■ **Stored data entries**:
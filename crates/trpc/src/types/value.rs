// SPDX-License-Identifier: Apache-2.0 OR MIT
// Copyright (c) 2025-2026 naskel.com

//! Dynamic field values.

use crate::payload::Payload;
use std::fmt;

/// A value held by a payload field.
///
/// `Null` marks an unset field. Sets and maps keep insertion order but
/// compare without regard to it.
#[derive(Debug, Clone, Default)]
pub enum Value {
    #[default]
    Null,
    Bool(bool),
    Byte(i8),
    I16(i16),
    I32(i32),
    I64(i64),
    Double(f64),
    String(String),
    Binary(Vec<u8>),
    Struct(Box<Payload>),
    List(Vec<Value>),
    Set(Vec<Value>),
    Map(Vec<(Value, Value)>),
}

impl Value {
    /// Check if value is unset.
    pub fn is_null(&self) -> bool {
        matches!(self, Self::Null)
    }

    /// Check if value is set.
    pub fn is_set(&self) -> bool {
        !self.is_null()
    }

    pub fn as_bool(&self) -> Option<bool> {
        match self {
            Self::Bool(v) => Some(*v),
            _ => None,
        }
    }

    pub fn as_i32(&self) -> Option<i32> {
        match self {
            Self::I32(v) => Some(*v),
            _ => None,
        }
    }

    /// Any integer variant widened to i64.
    pub fn as_i64(&self) -> Option<i64> {
        match self {
            Self::Byte(v) => Some(i64::from(*v)),
            Self::I16(v) => Some(i64::from(*v)),
            Self::I32(v) => Some(i64::from(*v)),
            Self::I64(v) => Some(*v),
            _ => None,
        }
    }

    pub fn as_f64(&self) -> Option<f64> {
        match self {
            Self::Double(v) => Some(*v),
            _ => None,
        }
    }

    pub fn as_str(&self) -> Option<&str> {
        match self {
            Self::String(v) => Some(v),
            _ => None,
        }
    }

    pub fn as_struct(&self) -> Option<&Payload> {
        match self {
            Self::Struct(p) => Some(p),
            _ => None,
        }
    }

    pub fn into_struct(self) -> Option<Payload> {
        match self {
            Self::Struct(p) => Some(*p),
            _ => None,
        }
    }

    /// Elements of a list or set.
    pub fn as_elements(&self) -> Option<&[Value]> {
        match self {
            Self::List(v) | Self::Set(v) => Some(v),
            _ => None,
        }
    }

    pub fn as_entries(&self) -> Option<&[(Value, Value)]> {
        match self {
            Self::Map(v) => Some(v),
            _ => None,
        }
    }

    /// Short variant name for diagnostics.
    pub fn kind_name(&self) -> &'static str {
        match self {
            Self::Null => "null",
            Self::Bool(_) => "bool",
            Self::Byte(_) => "byte",
            Self::I16(_) => "i16",
            Self::I32(_) => "i32",
            Self::I64(_) => "i64",
            Self::Double(_) => "double",
            Self::String(_) => "string",
            Self::Binary(_) => "binary",
            Self::Struct(_) => "struct",
            Self::List(_) => "list",
            Self::Set(_) => "set",
            Self::Map(_) => "map",
        }
    }
}

fn same_members<T, F>(a: &[T], b: &[T], eq: F) -> bool
where
    F: Fn(&T, &T) -> bool,
{
    if a.len() != b.len() {
        return false;
    }
    let mut used = vec![false; b.len()];
    a.iter().all(|x| {
        match (0..b.len()).find(|&i| !used[i] && eq(x, &b[i])) {
            Some(i) => {
                used[i] = true;
                true
            }
            None => false,
        }
    })
}

impl PartialEq for Value {
    fn eq(&self, other: &Self) -> bool {
        match (self, other) {
            (Self::Null, Self::Null) => true,
            (Self::Bool(a), Self::Bool(b)) => a == b,
            (Self::Byte(a), Self::Byte(b)) => a == b,
            (Self::I16(a), Self::I16(b)) => a == b,
            (Self::I32(a), Self::I32(b)) => a == b,
            (Self::I64(a), Self::I64(b)) => a == b,
            (Self::Double(a), Self::Double(b)) => a == b,
            (Self::String(a), Self::String(b)) => a == b,
            (Self::Binary(a), Self::Binary(b)) => a == b,
            (Self::Struct(a), Self::Struct(b)) => a == b,
            (Self::List(a), Self::List(b)) => a == b,
            (Self::Set(a), Self::Set(b)) => same_members(a, b, |x, y| x == y),
            (Self::Map(a), Self::Map(b)) => same_members(a, b, |x, y| x == y),
            _ => false,
        }
    }
}

impl fmt::Display for Value {
    fn fmt(&self, f: &mut fmt::Formatter<'_>) -> fmt::Result {
        match self {
            Self::Null => f.write_str("None"),
            Self::Bool(v) => write!(f, "{}", v),
            Self::Byte(v) => write!(f, "{}", v),
            Self::I16(v) => write!(f, "{}", v),
            Self::I32(v) => write!(f, "{}", v),
            Self::I64(v) => write!(f, "{}", v),
            Self::Double(v) => write!(f, "{:?}", v),
            Self::String(v) => write!(f, "{:?}", v),
            Self::Binary(v) => write!(f, "b{:?}", v),
            Self::Struct(p) => write!(f, "{}", p),
            Self::List(items) => {
                f.write_str("[")?;
                write_joined(f, items.iter())?;
                f.write_str("]")
            }
            Self::Set(items) => {
                f.write_str("{")?;
                write_joined(f, items.iter())?;
                f.write_str("}")
            }
            Self::Map(entries) => {
                f.write_str("{")?;
                for (i, (k, v)) in entries.iter().enumerate() {
                    if i > 0 {
                        f.write_str(", ")?;
                    }
                    write!(f, "{}: {}", k, v)?;
                }
                f.write_str("}")
            }
        }
    }
}

fn write_joined<'a>(
    f: &mut fmt::Formatter<'_>,
    items: impl Iterator<Item = &'a Value>,
) -> fmt::Result {
    for (i, item) in items.enumerate() {
        if i > 0 {
            f.write_str(", ")?;
        }
        write!(f, "{}", item)?;
    }
    Ok(())
}

// Conversion traits
impl From<bool> for Value {
    fn from(v: bool) -> Self {
        Self::Bool(v)
    }
}

impl From<i8> for Value {
    fn from(v: i8) -> Self {
        Self::Byte(v)
    }
}

impl From<i16> for Value {
    fn from(v: i16) -> Self {
        Self::I16(v)
    }
}

impl From<i32> for Value {
    fn from(v: i32) -> Self {
        Self::I32(v)
    }
}

impl From<i64> for Value {
    fn from(v: i64) -> Self {
        Self::I64(v)
    }
}

impl From<f64> for Value {
    fn from(v: f64) -> Self {
        Self::Double(v)
    }
}

impl From<String> for Value {
    fn from(v: String) -> Self {
        Self::String(v)
    }
}

impl From<&str> for Value {
    fn from(v: &str) -> Self {
        Self::String(v.to_string())
    }
}

impl From<Vec<u8>> for Value {
    fn from(v: Vec<u8>) -> Self {
        Self::Binary(v)
    }
}

impl From<Payload> for Value {
    fn from(v: Payload) -> Self {
        Self::Struct(Box::new(v))
    }
}

impl<T: Into<Value>> From<Option<T>> for Value {
    fn from(v: Option<T>) -> Self {
        v.map_or(Self::Null, Into::into)
    }
}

■ **Your objective**:
In the records, which lines mention the word "items"? Copy those lines.

■ **Reply**:
            Self::List(items) => {
                write_joined(f, items.iter())?;
            Self::Set(items) => {
                write_joined(f, items.iter())?;
    items: impl Iterator<Item = &'a Value>,
    for (i, item) in items.enumerate() {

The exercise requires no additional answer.